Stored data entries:
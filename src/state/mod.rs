//! State module for tracking crawl progress
//!
//! # Components
//!
//! - `CrawlState`: visited set, FIFO queue and in-flight counter of one run
//! - `QuotaCounters`: per-source article counters and ceilings

mod crawl_state;
mod quota;

// Re-export main types
pub use crawl_state::{CrawlState, PendingUrl};
pub use quota::QuotaCounters;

▸ **INSTRUCTIONS TO FOLLOW**:
Set down exactly, and only, the lines from the one with "mod crawl_state;" to the final line of the data.

▸ **EXERCISE OUTPUT**:
mod crawl_state;
mod quota;

// Re-export main types
pub use crawl_state::{CrawlState, PendingUrl};
pub use quota::QuotaCounters;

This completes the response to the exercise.